Brief: From the records below, please return each line that holds the word "EvaluationMode".
---- Records supplied
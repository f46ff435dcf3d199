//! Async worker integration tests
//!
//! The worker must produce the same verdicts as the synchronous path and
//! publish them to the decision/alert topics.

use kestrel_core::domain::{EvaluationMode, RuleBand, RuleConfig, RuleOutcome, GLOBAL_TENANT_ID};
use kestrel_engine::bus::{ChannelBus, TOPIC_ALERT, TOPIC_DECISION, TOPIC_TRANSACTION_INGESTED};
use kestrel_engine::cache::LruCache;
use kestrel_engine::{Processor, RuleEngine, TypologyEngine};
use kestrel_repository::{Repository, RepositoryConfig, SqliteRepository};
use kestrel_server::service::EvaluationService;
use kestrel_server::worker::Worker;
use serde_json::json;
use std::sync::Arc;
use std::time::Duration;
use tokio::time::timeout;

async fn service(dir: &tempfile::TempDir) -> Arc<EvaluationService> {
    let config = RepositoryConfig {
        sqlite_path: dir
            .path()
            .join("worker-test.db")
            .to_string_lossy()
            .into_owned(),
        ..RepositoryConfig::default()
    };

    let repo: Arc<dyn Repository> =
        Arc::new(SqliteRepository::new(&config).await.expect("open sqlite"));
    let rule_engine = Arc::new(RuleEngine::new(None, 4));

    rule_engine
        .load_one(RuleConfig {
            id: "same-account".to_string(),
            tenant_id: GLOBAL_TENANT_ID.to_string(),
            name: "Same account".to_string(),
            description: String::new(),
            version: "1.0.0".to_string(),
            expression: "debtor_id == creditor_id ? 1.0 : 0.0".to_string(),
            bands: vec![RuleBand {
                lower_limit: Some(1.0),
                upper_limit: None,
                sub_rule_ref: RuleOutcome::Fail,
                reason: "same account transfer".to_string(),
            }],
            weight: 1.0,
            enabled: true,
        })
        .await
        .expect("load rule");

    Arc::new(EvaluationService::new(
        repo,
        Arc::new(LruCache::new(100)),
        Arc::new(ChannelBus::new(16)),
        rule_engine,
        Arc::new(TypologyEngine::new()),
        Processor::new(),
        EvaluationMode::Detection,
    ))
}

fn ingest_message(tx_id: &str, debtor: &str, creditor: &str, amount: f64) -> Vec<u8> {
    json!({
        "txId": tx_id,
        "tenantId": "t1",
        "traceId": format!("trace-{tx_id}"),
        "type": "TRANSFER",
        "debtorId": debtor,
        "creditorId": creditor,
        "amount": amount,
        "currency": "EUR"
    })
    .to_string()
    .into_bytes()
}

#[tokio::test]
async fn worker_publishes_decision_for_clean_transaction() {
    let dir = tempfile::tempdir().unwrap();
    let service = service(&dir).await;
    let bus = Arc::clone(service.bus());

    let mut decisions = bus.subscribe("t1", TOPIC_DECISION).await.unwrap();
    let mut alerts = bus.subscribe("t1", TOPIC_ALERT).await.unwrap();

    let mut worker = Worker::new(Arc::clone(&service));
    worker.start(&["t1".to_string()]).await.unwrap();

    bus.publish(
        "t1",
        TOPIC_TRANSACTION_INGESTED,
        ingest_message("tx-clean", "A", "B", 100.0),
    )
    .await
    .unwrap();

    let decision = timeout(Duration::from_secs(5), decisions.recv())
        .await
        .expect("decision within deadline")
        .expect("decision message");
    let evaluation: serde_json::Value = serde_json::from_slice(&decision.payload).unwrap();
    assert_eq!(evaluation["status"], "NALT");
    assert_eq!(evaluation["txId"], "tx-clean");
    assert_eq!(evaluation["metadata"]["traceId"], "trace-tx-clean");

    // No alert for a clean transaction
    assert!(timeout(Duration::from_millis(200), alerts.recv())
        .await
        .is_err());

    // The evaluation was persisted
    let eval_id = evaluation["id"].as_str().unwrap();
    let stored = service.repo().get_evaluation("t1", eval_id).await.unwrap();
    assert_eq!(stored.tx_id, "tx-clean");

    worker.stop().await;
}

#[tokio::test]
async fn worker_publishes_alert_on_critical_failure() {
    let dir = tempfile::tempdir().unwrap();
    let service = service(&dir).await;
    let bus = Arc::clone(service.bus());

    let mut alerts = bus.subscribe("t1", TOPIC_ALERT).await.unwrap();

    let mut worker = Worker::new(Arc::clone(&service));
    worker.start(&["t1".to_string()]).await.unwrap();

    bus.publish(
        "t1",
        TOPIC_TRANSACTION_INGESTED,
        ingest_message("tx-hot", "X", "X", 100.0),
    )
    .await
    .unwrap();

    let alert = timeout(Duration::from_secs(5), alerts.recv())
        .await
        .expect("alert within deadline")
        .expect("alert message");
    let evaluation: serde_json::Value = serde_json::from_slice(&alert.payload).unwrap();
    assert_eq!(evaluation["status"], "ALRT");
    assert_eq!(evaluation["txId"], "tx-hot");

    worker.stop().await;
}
--------
Task output:
use kestrel_core::domain::{EvaluationMode, RuleBand, RuleConfig, RuleOutcome, GLOBAL_TENANT_ID};
        EvaluationMode::Detection,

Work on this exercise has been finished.